Why Is meditation and discipline important?

Many men spend a lot of time and effort on improving the state of their cars and computers. It is of extreme importance to them that their machines look good or run smoothly and fast. A lot of women focus huge amounts of energy and time on making their flat or house clean and beautiful. Having a “fit" body is also a high-priority on today's list. Many drive to the gym and work themselves into exhaustion with some intense training programme. A lesser number of people are inclined to make sure that they eat healthily, although the numbers are growing. The external things to tune seem far more important than the inner factors, which explains why it is only a very small percentage of humans who seriously attempt to keep their minds in good health!

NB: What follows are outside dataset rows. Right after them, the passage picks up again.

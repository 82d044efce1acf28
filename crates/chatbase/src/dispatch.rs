// Copyright (c) 2025 Geoffrey Huntley <ghuntley@ghuntley.com>. All rights reserved.
// SPDX-License-Identifier: Proprietary

//! Serializes records, sends them through the transport and turns the API's
//! answers into typed results.

use std::sync::Arc;

use chatbase_core::{
	BatchOutcome, BatchPayload, BatchResponse, Click, ClickPayload, ErrorResponse, Event,
	EventPayload, EventResponse, Message, MessageId, MessagePayload, MessageResponse,
	INVALID_API_KEY_REASON,
};
use tracing::{debug, warn};

use crate::codec::JsonCodec;
use crate::config::Endpoints;
use crate::error::{ChatbaseError, Result};
use crate::pool::BatchSender;
use crate::transport::{Transport, TransportResponse};

/// Sends records to the API on behalf of a client.
///
/// The dispatcher does not validate records; callers check them first so that
/// invalid data never reaches the network.
pub struct Dispatcher {
	api_key: String,
	endpoints: Endpoints,
	codec: JsonCodec,
	transport: Arc<dyn Transport>,
}

impl Dispatcher {
	pub fn new(
		api_key: impl Into<String>,
		endpoints: Endpoints,
		codec: JsonCodec,
		transport: Arc<dyn Transport>,
	) -> Self {
		Self {
			api_key: api_key.into(),
			endpoints,
			codec,
			transport,
		}
	}

	/// Registers one message and returns the id the API assigned to it.
	pub async fn send_message(&self, message: &Message) -> Result<MessageId> {
		let body = self
			.codec
			.encode(&MessagePayload::new(&self.api_key, message))?;
		let text = self.post(&self.endpoints.message, body).await?;

		let response: MessageResponse = self.codec.decode(&text)?;
		response
			.message_id
			.ok_or_else(|| ChatbaseError::MalformedResponse("missing message_id".to_string()))
	}

	/// Registers messages in one request. Ids come back in input order.
	pub async fn send_messages(&self, messages: &[Message]) -> Result<Vec<MessageId>> {
		if messages.is_empty() {
			return Ok(Vec::new());
		}

		let body = self
			.codec
			.encode(&BatchPayload::new(&self.api_key, messages))?;
		let text = self.post(&self.endpoints.messages, body).await?;

		let response: BatchResponse = self.codec.decode(&text)?;
		match response.into_outcome(messages.len()) {
			BatchOutcome::Accepted(ids) => {
				debug!(count = ids.len(), "Message batch accepted");
				Ok(ids)
			}
			BatchOutcome::Rejected(reason) => {
				warn!(count = messages.len(), reason = %reason, "Message batch rejected");
				Err(ChatbaseError::RemoteRejected { reason })
			}
		}
	}

	/// Registers a link click. The API answers with no success field, so any
	/// 200 with a JSON body counts as accepted.
	pub async fn send_click(&self, click: &Click) -> Result<bool> {
		let body = self.codec.encode(&ClickPayload::new(&self.api_key, click))?;
		let text = self.post(&self.endpoints.click, body).await?;

		let _: serde_json::Value = self.codec.decode(&text)?;
		Ok(true)
	}

	/// Registers an event. Returns whether the API recorded a creation time.
	pub async fn send_event(&self, event: &Event) -> Result<bool> {
		let body = self.codec.encode(&EventPayload::new(&self.api_key, event))?;
		let text = self.post(&self.endpoints.event, body).await?;

		let response: EventResponse = self.codec.decode(&text)?;
		Ok(response.creation_time.is_some())
	}

	/// Releases the transport.
	pub async fn close(&self) {
		self.transport.close().await;
	}

	async fn post(&self, url: &str, body: Vec<u8>) -> Result<String> {
		let response = self.transport.post(url, body).await?;
		interpret(&self.codec, response)
	}
}

#[async_trait::async_trait]
impl BatchSender for Dispatcher {
	async fn send_batch(&self, messages: Vec<Message>) -> Result<Vec<MessageId>> {
		self.send_messages(&messages).await
	}
}

/// Maps a raw response to its body or to a classified error.
fn interpret(codec: &JsonCodec, response: TransportResponse) -> Result<String> {
	match response.status {
		200 => Ok(response.body),
		400 => {
			let reason = codec
				.decode::<ErrorResponse>(&response.body)
				.unwrap_or_default()
				.reason
				.unwrap_or_default();

			if reason == INVALID_API_KEY_REASON {
				warn!("Chatbase rejected the API key");
				return Err(ChatbaseError::InvalidCredential);
			}

			warn!(reason = %reason, "Chatbase rejected the request");
			Err(ChatbaseError::RemoteRejected { reason })
		}
		status => {
			warn!(status, "Unexpected response from Chatbase");
			Err(ChatbaseError::RemoteUnknown { status })
		}
	}
}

More and more have heard about meditation, and it is generally becoming more popular. However, to really put it into practice in a disciplined manner, enough to keep our minds as finely tuned as our cars, is another matter. It is much easier to find an excuse for not having time to take care of the mind. The logic goes, everything else is far more pressing. But the fact that everything is so stressful or that we have reason to complain so much simply shows the lack of discipline to fit in regular meditation which would certainly ease our minds, free up energy, create more quality time, healthier bodies and satisfaction in life in general.

Discipline is essential for breaking bad habits and illusions. It is not about overworking just for the sake of some unreachable, utopian vision. It is about replacing all that is destructive and restricting, with something that makes us feel alive – this requires vigour. Meditation or something which is very meditative and puts us in a positive trance, is fundamental to our well-being. How can we create deeper perspectives on our lives otherwise? How can we develop our understanding of others and a sense of goodwill for fellow humans through more acceptance, or see where we have been lacking in courage to stand up against injustices?

Without discipline and meditation activities we will surely become like trees on underdeveloped trunks. We will sway extremely with any buffet of the wind. The choice is ours: whinging, whining, bendy tree in a state of illusion ans suffering or tree of straight, healthy trunk able to stand and support us through the storms?

Meditation and use of the brain

I recently posed this question on Facebook: “what would it feel like if we used 100% of our brains instead of the usual 15%?". Somebody responded that it must be awful because it's bad enough feeling like overload at 15%!

It is a common misconception that brain usage is pretty much equivalent to thinking, perhaps aside from instinctive and reflexive behaviour. But actually, brain usage can be increased by decreasing thought activity! What I meant was how would it feel if we increased our intelligence by deepening and broadening perceptiveness (consciousness)? If we can perceive more of what's going on inside and outside of ourselves, then surely we can act more wisely.

The science of neurology has not yet been able to find a part of the brain that they can call consciousness because physicality is a subset of consciousness but more recent studies have shown what happens when the brain is operating at deeper levels of consciousness. Using electronic sensors, brain researchers are able to detect electrical signals in the brain, determining how much activity there is and in which parts of the brain it is occurring.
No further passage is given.